Semi-annual Maintenance

Every 1,000 – 1,200-operation hours – a good point for conducting semi-annual maintenance and the following tasks can include:

  • Inspect any cracks that appear
  • Brake booster operation inspection
  • Manifold nuts and engine head bolts torqueing
  • Replacement of:
    • Brake fluid
    • Engine coolant
    • Fuel filter
    • Lube in drive hubs (example: wheel bearing grease)
    • Fuel strainer element
    • Water separator – diesel lift trucks
  • Battery check – electric forklifts
  • Electrical system check



Annual Maintenance

Every 2,000 – 2,400-operation hours – a good point for conducting annual maintenance and the following tasks can include:

  • Inspect any cracks that appear
  • Brake booster operation inspection
  • Manifold nuts and engine head bolts torqueing
  • Replacement of:
    • Brake fluid
    • Engine coolant
    • Fuel filter
    • Lube in drive hubs (example: wheel bearing grease)
    • Fuel strainer element
    • Water separator – diesel lift trucks
  • Magnetic particle test forks and main mast welds
  • Battery check – electric forklifts
  • Electrical system check



Maintenance Tips

  • Detecting wear and tear or defective parts is easier on a clean forklift.

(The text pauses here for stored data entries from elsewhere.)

//! Main Bioconv struct and public API.

use std::path::Path;

use crate::error::Result;
use crate::inference::MappingSuggester;
use crate::input::{ChunkReader, DataTable, Parser, ParserConfig, SourceMetadata};
use crate::output::DelimitedWriter;
use crate::patterns::PatternRegistry;
use crate::schema::{ColumnMapping, OmicsType};
use crate::transform::{BatchOptions, BatchOutcome, ConversionEngine, ConvertOptions};

/// Rows read when sampling a file for mapping suggestion.
const DEFAULT_SAMPLE_ROWS: usize = 100;

/// Configuration for conversions.
#[derive(Debug, Clone)]
pub struct BioconvConfig {
    /// Parser configuration.
    pub parser: ParserConfig,
    /// Pattern registry consulted by the matcher.
    pub registry: PatternRegistry,
    /// Options applied by the file-level conversion methods.
    pub convert: ConvertOptions,
    /// Rows sampled by `suggest_mapping`/`detect_omics_type`.
    pub sample_rows: usize,
}

impl Default for BioconvConfig {
    fn default() -> Self {
        Self {
            parser: ParserConfig::default(),
            registry: PatternRegistry::builtin(),
            convert: ConvertOptions::default(),
            sample_rows: DEFAULT_SAMPLE_ROWS,
        }
    }
}

/// Result of converting a single file.
#[derive(Debug)]
pub struct ConversionResult {
    /// Metadata about the source file.
    pub source: SourceMetadata,
    /// The mapping that was applied.
    pub mapping: ColumnMapping,
    /// Omics type inferred from the mapped fields.
    pub omics_type: OmicsType,
    /// Raw columns that matched no canonical field.
    pub unmatched: Vec<String>,
    /// The standardized table.
    pub table: DataTable,
}

/// The main conversion entry point.
///
/// Thin orchestration over the parser, suggester, and conversion engine;
/// each component is also usable on its own.
pub struct Bioconv {
    config: BioconvConfig,
    engine: ConversionEngine,
}

impl Bioconv {
    /// Create a converter with the built-in registry and defaults.
    pub fn new() -> Self {
        Self::with_config(BioconvConfig::default())
    }

    /// Create a converter with custom configuration.
    pub fn with_config(config: BioconvConfig) -> Self {
        let engine =
            ConversionEngine::with_parser(config.registry.clone(), config.parser.clone());
        Self { config, engine }
    }

    /// Replace the pattern registry, keeping other configuration.
    pub fn with_registry(mut self, registry: PatternRegistry) -> Self {
        self.config.registry = registry;
        self.engine = ConversionEngine::with_parser(
            self.config.registry.clone(),
            self.config.parser.clone(),
        );
        self
    }

    /// Set conversion options, builder style.
    pub fn with_convert_options(mut self, convert: ConvertOptions) -> Self {
        self.config.convert = convert;
        self
    }

    /// The suggester backing auto-detection.
    pub fn suggester(&self) -> &MappingSuggester {
        self.engine.suggester()
    }

    /// Suggest a raw→canonical mapping from a sample of the file.
    pub fn suggest_mapping(&self, path: impl AsRef<Path>) -> Result<ColumnMapping> {
        let sample = self.read_sample(path.as_ref())?;
        Ok(self.engine.suggester().suggest_mapping(&sample.headers))
    }

    /// Classify a file's omics type from a sample.
    pub fn detect_omics_type(&self, path: impl AsRef<Path>) -> Result<OmicsType> {
        let sample = self.read_sample(path.as_ref())?;
        Ok(self.engine.suggester().detect_omics_type(&sample.headers))
    }

    /// Convert a whole file. With no mapping supplied, one is computed
    /// from the file's own columns.
    pub fn convert_file(
        &self,
        path: impl AsRef<Path>,
        mapping: Option<&ColumnMapping>,
    ) -> Result<ConversionResult> {
        let path = path.as_ref();
        let parser = Parser::with_config(self.config.parser.clone());
        let (table, source) = parser.parse_file(path)?;

        let mapping = match mapping {
            Some(m) => m.clone(),
            None => self.engine.suggester().suggest_mapping(&table.headers),
        };
        let converted = self
            .engine
            .convert(&table, Some(&mapping), &self.config.convert)?;

        let omics_type = self
            .engine
            .suggester()
            .detect_omics_type(&table.headers);
        let unmatched = table
            .headers
            .iter()
            .filter(|h| mapping.canonical_for(h).is_none())
            .cloned()
            .collect();

        Ok(ConversionResult {
            source,
            mapping,
            omics_type,
            unmatched,
            table: converted,
        })
    }

    /// Convert a file in fixed-size row chunks, writing delimited output
    /// to `output`. The output is tab-delimited (gzip-compressed when the
    /// path ends in `.gz`) and its header matches what single-shot
    /// conversion would produce. Returns the number of rows written.
    pub fn convert_file_streaming(
        &self,
        input: impl AsRef<Path>,
        output: impl AsRef<Path>,
        chunk_rows: usize,
        mapping: Option<&ColumnMapping>,
    ) -> Result<usize> {
        let chunks = ChunkReader::open(input, chunk_rows, self.config.parser.delimiter)?;
        let mut sink = DelimitedWriter::create(output, b'\t')?;
        self.engine
            .convert_streaming(chunks, &mut sink, mapping, &self.config.convert)
    }

    /// Convert many files independently with partial-failure semantics.
    pub fn convert_many<P: AsRef<Path>>(
        &self,
        files: &[P],
        options: &BatchOptions,
    ) -> BatchOutcome {
        self.engine.convert_many(files, options)
    }

    /// Convert many files using this converter's own options.
    pub fn convert_many_default<P: AsRef<Path>>(&self, files: &[P]) -> BatchOutcome {
        let options = BatchOptions {
            convert: self.config.convert.clone(),
            per_file_metadata: Default::default(),
        };
        self.engine.convert_many(files, &options)
    }

    fn read_sample(&self, path: &Path) -> Result<DataTable> {
        let config = ParserConfig {
            max_rows: Some(self.config.sample_rows),
            ..self.config.parser.clone()
        };
        let parser = Parser::with_config(config);
        let (table, _source) = parser.parse_file(path)?;
        Ok(table)
    }
}

impl Default for Bioconv {
    fn default() -> Self {
        Self::new()
    }
}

Use water to clean and never flammable liquids.
  • Use only a qualified, trained person to inspect, repair or maintain forklifts.
  • Only use a licensed gas fitter to replace and/or repair LPG forklift parts.
  • Establish procedures for handling damaged or unsafe forklifts, this includes tagging a lift truck and reporting any problems to the appropriate person.
  • Only use qualified tire filters to remove and fit tires.
  • Keep all moving parts well lubricated.
  • Keep forklifts fueled and charged.
  • Make sure gauges are operating properly at all times.

Note: Electric forklifts have slightly different service intervals because of less moving parts.

If your facility uses forklifts regularly, it is a smart idea to have a qualified licensed technician inspecting and servicing them at every 250-operation hours. Knowing how to perform basic maintenance on a forklift is as important as keeping a copy of all maintenance records so you are prepared should OSHA ask for them. OSHA’s compliance section 1910.178(q) lists specific rules for industrial trucks maintenance and it would be beneficial for a company to become very familiar with them, so they are adhering to their strict rules.